**Task details:** Repeat every line of the material below exactly.

____

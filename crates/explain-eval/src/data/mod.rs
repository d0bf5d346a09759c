//! Array and shape utilities.
//!
//! - [`layout`]: channel-order inference and reordering
//! - [`attribution`]: attribution channel expansion and shape checks
//! - [`patches`]: patch slices, index expansion, patch counting
//! - [`modality`]: per-modality instance layouts and patch policies
//! - [`batch`]: input batches and per-instance views

pub mod attribution;
pub mod batch;
pub mod layout;
pub mod modality;
pub mod patches;

pub use attribution::{check_attributions, expand_attribution_channel, is_constant};
pub use batch::{Batch, Instance, PreparedBatch};
pub use layout::{axis, infer_channel_first, make_channel_first, make_channel_last};
pub use modality::Modality;
pub use patches::{check_patch_size, create_patch_slice, expand_indices, nr_patches, PatchGrid};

____

**Task answer:**
filename crates/explain-eval/src/data/mod.rs
repository d0bf5d346a09759c
//! Array and shape utilities.
//!
//! - [`layout`]: channel-order inference and reordering
//! - [`attribution`]: attribution channel expansion and shape checks
//! - [`patches`]: patch slices, index expansion, patch counting
//! - [`modality`]: per-modality instance layouts and patch policies
//! - [`batch`]: input batches and per-instance views

pub mod attribution;
pub mod batch;
pub mod layout;
pub mod modality;
pub mod patches;

pub use attribution::{check_attributions, expand_attribution_channel, is_constant};
pub use batch::{Batch, Instance, PreparedBatch};
pub use layout::{axis, infer_channel_first, make_channel_first, make_channel_last};
pub use modality::Modality;
pub use patches::{check_patch_size, create_patch_slice, expand_indices, nr_patches, PatchGrid};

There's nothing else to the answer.